Ainsi, vous pouvez surprendre des philosophes dire que des machines ne peuvent pas penser, des informaticiens agir comme si l’intelligence humaine représentait la limite haute de l’intelligence, et des chercheurs en IA penser que les machines seront forcément de plus en plus bienveillantes à mesure qu’elles gagneront en intelligence.

Tournons-nous vers l’une de ces idées — celle que l’intelligence humaine « générale » est spéciale, et ne peut pas être dupliquée par une machine — et observons la retraite de la superstition.

Ray Kurzweil a inclus la planche suivante dans son livre de 1999 :

Dans la planche de Ray, un homme représentant la race humaine liste frénétiquement les tâches que seule l’intelligence humaine peut accomplir, mais elles tombent par terre presque aussitôt qu’il les scotche au mur. Les machines peuvent désormais composer de la musique, jouer aux échecs et à Jeopardy!, comprendre un discours continu, sélectionner des actions en bourse, guider des missiles, reconnaitre des visages, diagnostiquer des problèmes de santé, et bien plus encore. Quand Ray a publié la planche, les machines ne pouvaient pas conduire de voiture, mais maintenant elles peuvent le faire.

C’est vrai qu’il y a beaucoup de choses que les machines ne peuvent pas encore faire, mais ceux qui invoquent ces faits pour défendre le caractère spécial et hors de porté de l’intelligence humaine me rappellent ceux qui pointent les mystères de la conscience ou des origines cosmiques pour défendre l’existence de Dieu.
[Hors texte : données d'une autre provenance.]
//! Statistical profiler
//!
//! Computes the full `EncryptionProfile` for a raw buffer in one call:
//! Shannon entropy, byte-distribution statistics, header identification,
//! and the pattern flags (ECB-style block repetition, XOR periodicity,
//! ransomware markers). Never fails; an empty buffer yields entropy 0 and
//! an unidentified header.

pub mod signatures;

use crate::entropy::{byte_histogram, entropy_band, entropy_from_histogram, shannon_entropy};
use crate::types::{ByteDistribution, EncryptionProfile, FileType, HeaderAnalysis, PatternFlags};
use ahash::{AHashMap, AHashSet};
use log::debug;

const HEADER_LEN: usize = 16;

/// Cipher block size assumed by the repetition test
pub const BLOCK_SIZE: usize = 16;

/// A block value recurring more often than this flags the buffer
const BLOCK_REPEAT_THRESHOLD: u32 = 3;

/// Frequency standard deviation below this marks the distribution uniform
const UNIFORMITY_THRESHOLD: f64 = 0.002;

const XOR_MIN_LEN: usize = 100;
const XOR_SAMPLE_WINDOW: usize = 1000;
const XOR_SAMPLE_STRIDE: usize = 10;
const XOR_DIVERSITY_THRESHOLD: f64 = 0.5;

/// Profile a buffer
pub fn profile(data: &[u8]) -> EncryptionProfile {
    let histogram = byte_histogram(data);
    let entropy = entropy_from_histogram(&histogram, data.len());
    let distribution = analyze_distribution(&histogram, data.len());
    let header = analyze_header(data);
    let patterns = detect_patterns(data);

    debug!(
        "profiled {} bytes: entropy={:.3} ({}), file_type={}, uniform={}",
        data.len(),
        entropy,
        entropy_band(entropy),
        header.file_type,
        distribution.is_uniform
    );

    EncryptionProfile {
        entropy,
        distribution,
        header,
        patterns,
    }
}

fn analyze_distribution(histogram: &[u32; 256], len: usize) -> ByteDistribution {
    if len == 0 {
        return ByteDistribution::default();
    }

    let total = len as f64;
    let nonzero: Vec<f64> = histogram
        .iter()
        .filter(|&&count| count > 0)
        .map(|&count| count as f64 / total)
        .collect();

    let max_frequency = nonzero.iter().cloned().fold(0.0f64, f64::max);
    let min_frequency = nonzero.iter().cloned().fold(f64::MAX, f64::min);
    let mean_frequency = nonzero.iter().sum::<f64>() / nonzero.len() as f64;
    let variance = nonzero
        .iter()
        .map(|p| (p - mean_frequency).powi(2))
        .sum::<f64>()
        / nonzero.len() as f64;
    let std_frequency = variance.sqrt();

    ByteDistribution {
        max_frequency,
        min_frequency,
        mean_frequency,
        std_frequency,
        zero_byte_ratio: histogram[0] as f64 / total,
        is_uniform: std_frequency < UNIFORMITY_THRESHOLD,
    }
}

fn analyze_header(data: &[u8]) -> HeaderAnalysis {
    if data.len() < HEADER_LEN {
        return HeaderAnalysis::default();
    }

    let header = &data[..HEADER_LEN];
    let header_hex: String = header.iter().map(|b| format!("{:02x}", b)).collect();

    if let Some(sig) = signatures::match_magic(header) {
        return HeaderAnalysis {
            identified: true,
            file_type: sig.file_type,
            header_hex,
            header_entropy: None,
            possible_encryption: false,
        };
    }

    if header.iter().all(|&b| signatures::is_printable_byte(b)) {
        return HeaderAnalysis {
            identified: true,
            file_type: FileType::Text,
            header_hex,
            header_entropy: None,
            possible_encryption: false,
        };
    }

    let mut result = HeaderAnalysis {
        identified: false,
        file_type: FileType::Unknown,
        header_hex,
        header_entropy: None,
        possible_encryption: false,
    };

    let header_entropy = shannon_entropy(header);
    if header_entropy > 7.0 {
        result.possible_encryption = true;
        result.header_entropy = Some(header_entropy);
    }

    result
}

fn detect_patterns(data: &[u8]) -> PatternFlags {
    PatternFlags {
        has_repeating_blocks: has_repeating_blocks(data, BLOCK_SIZE),
        possible_xor: has_xor_periodicity(data),
        has_ransomware_markers: signatures::RANSOMWARE_MARKERS.is_match(data),
    }
}

/// Repeating-block test: any fixed-size block value recurring more than the
/// threshold indicates a block-cipher mode without inter-block diffusion
pub fn has_repeating_blocks(data: &[u8], block_size: usize) -> bool {
    if block_size == 0 || data.len() < block_size * 2 {
        return false;
    }

    let mut counts: AHashMap<&[u8], u32> = AHashMap::new();
    for block in data.chunks_exact(block_size) {
        let count = counts.entry(block).or_insert(0);
        *count += 1;
        if *count > BLOCK_REPEAT_THRESHOLD {
            return true;
        }
    }

    false
}

/// Count repetition over blocks, including a trailing partial block.
///
/// Returns (distinct block values occurring at least twice, total blocks).
pub fn count_block_repetition(data: &[u8], block_size: usize) -> (usize, usize) {
    if block_size == 0 || data.is_empty() {
        return (0, 0);
    }

    let mut counts: AHashMap<&[u8], u32> = AHashMap::new();
    let mut total = 0usize;
    for block in data.chunks(block_size) {
        *counts.entry(block).or_insert(0) += 1;
        total += 1;
    }

    let repeating = counts.values().filter(|&&count| count > 1).count();
    (repeating, total)
}

/// XOR-pattern test: sample evenly spaced bytes and XOR adjacent samples;
/// low diversity among the results suggests a short repeating key
fn has_xor_periodicity(data: &[u8]) -> bool {
    if data.len() < XOR_MIN_LEN {
        return false;
    }

    let samples: Vec<u8> = (0..data.len().min(XOR_SAMPLE_WINDOW))
        .step_by(XOR_SAMPLE_STRIDE)
        .map(|i| data[i])
        .collect();

    if samples.len() < 2 {
        return false;
    }

    let mut distinct: AHashSet<u8> = AHashSet::new();
    for pair in samples.windows(2) {
        distinct.insert(pair[0] ^ pair[1]);
    }

    let total = samples.len() - 1;
    (distinct.len() as f64 / total as f64) < XOR_DIVERSITY_THRESHOLD
}

#[cfg(test)]
mod tests {
    use super::*;

    #[test]
    fn test_empty_buffer_profile() {
        let profile = profile(b"");
        assert_eq!(profile.entropy, 0.0);
        assert!(!profile.header.identified);
        assert_eq!(profile.header.file_type, FileType::Unknown);
        assert!(!profile.patterns.has_repeating_blocks);
    }

    #[test]
    fn test_zip_signature_identified() {
        let mut data = b"PK\x03\x04".to_vec();
        data.extend(std::iter::repeat(0u8).take(1000));
        let profile = profile(&data);
        assert!(profile.header.identified);
        assert_eq!(profile.header.file_type, FileType::Zip);
    }

    #[test]
    fn test_text_header_identified() {
        let data = b"The quick brown fox jumps over the lazy dog";
        let profile = profile(data);
        assert!(profile.header.identified);
        assert_eq!(profile.header.file_type, FileType::Text);
    }

    #[test]
    fn test_uniform_distribution_flag() {
        let data: Vec<u8> = (0..8192).map(|i| (i % 256) as u8).collect();
        let profile = profile(&data);
        assert!(profile.distribution.is_uniform);
        assert!((profile.entropy - 8.0).abs() < 1e-9);
    }

    #[test]
    fn test_skewed_distribution_not_uniform() {
        let mut data = vec![b'a'; 900];
        data.extend_from_slice(b"some trailing variety 0123456789");
        let profile = profile(&data);
        assert!(!profile.distribution.is_uniform);
        assert!(profile.distribution.max_frequency > 0.5);
    }

    #[test]
    fn test_zero_byte_ratio() {
        let mut data = vec![0u8; 50];
        data.extend(vec![1u8; 50]);
        let profile = profile(&data);
        assert!((profile.distribution.zero_byte_ratio - 0.5).abs() < 1e-9);
    }

    #[test]
    fn test_repeating_blocks_detected() {
        // The same 16-byte block five times trips the threshold
        let block = b"ABCDEFGHIJKLMNOP";
        let mut data = Vec::new();
        for _ in 0..5 {
            data.extend_from_slice(block);
        }
        assert!(has_repeating_blocks(&data, BLOCK_SIZE));

        // Distinct blocks do not
        let distinct: Vec<u8> = (0..80u8).collect();
        assert!(!has_repeating_blocks(&distinct, BLOCK_SIZE));
    }

    #[test]
    fn test_block_repetition_counts() {
        let block = b"ABCDEFGHIJKLMNOP";
        let mut data = Vec::new();
        for _ in 0..4 {
            data.extend_from_slice(block);
        }
        let (repeating, total) = count_block_repetition(&data, BLOCK_SIZE);
        assert_eq!(repeating, 1);
        assert_eq!(total, 4);
    }

    #[test]
    fn test_xor_periodicity_detected() {
        // Zero plaintext under a 2-byte repeating key: sampled bytes all
        // equal, so adjacent XORs collapse to a single value
        let data: Vec<u8> = (0..256).map(|i| if i % 2 == 0 { 0xAA } else { 0x55 }).collect();
        let profile = profile(&data);
        assert!(profile.patterns.possible_xor);
    }

    #[test]
    fn test_xor_periodicity_absent_in_diverse_data() {
        // LCG byte stream has high XOR diversity between samples
        let mut state = 1u32;
        let data: Vec<u8> = (0..1000)
            .map(|_| {
                state = state.wrapping_mul(1103515245).wrapping_add(12345);
                (state >> 16) as u8
            })
            .collect();
        let profile = profile(&data);
        assert!(!profile.patterns.possible_xor);
    }

    #[test]
    fn test_ransomware_markers_flagged() {
        let data = b"all your data is gone, read HOW_TO_DECRYPT now";
        let profile = profile(data);
        assert!(profile.patterns.has_ransomware_markers);
    }
}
C’est peine perdue.

Certes, écrire des nouvelles et faire de la recherche sont des choses que seuls les humains semblent pouvoir faire, car en 4 milliards d’années de vie sur Terre, seuls les humains l’ont jamais fait. Mais n’oubliez pas : pendant 99,99995% de cette histoire, aucune espèce n’avait écrit de nouvelle ou fait de la recherche. Avec du recul, il semblera que le cerveau humain était la première d’une grande série d’architectures de l’esprit pouvant écrire des nouvelles et faire de la recherche, et seulement par un laps de temps insignifiant de quelques milliers d’années.

En réalité, la tâche de « faire de la recherche » est déjà en train d’être relayée aux machines. En 2009, un robot nommé Adam a été programmé avec notre connaissance scientifique de la levure, et a ensuite posé ses propres hypothèses, les a testées, a évalué les résultats, et a fait des découvertes scientifiques originales. La même équipe travaille désormais sur une IA scientifique encore plus puissante nommée Eve.

L’IA arrive. Elle arrivera forcément si la science continue, car l’intelligence (l’optimisation efficiente inter-domaines) fonctionne par le traitement d’information, et la viande humaine n’est pas la seule plateforme de traitement de l’information. C’est pourquoi nous pouvons construire des machines qui jouent aux échecs, composent de la musique, et font de la recherche, et c’est pourquoi nous pouvons aussi créer une intelligence informatique « générale » de niveau humain.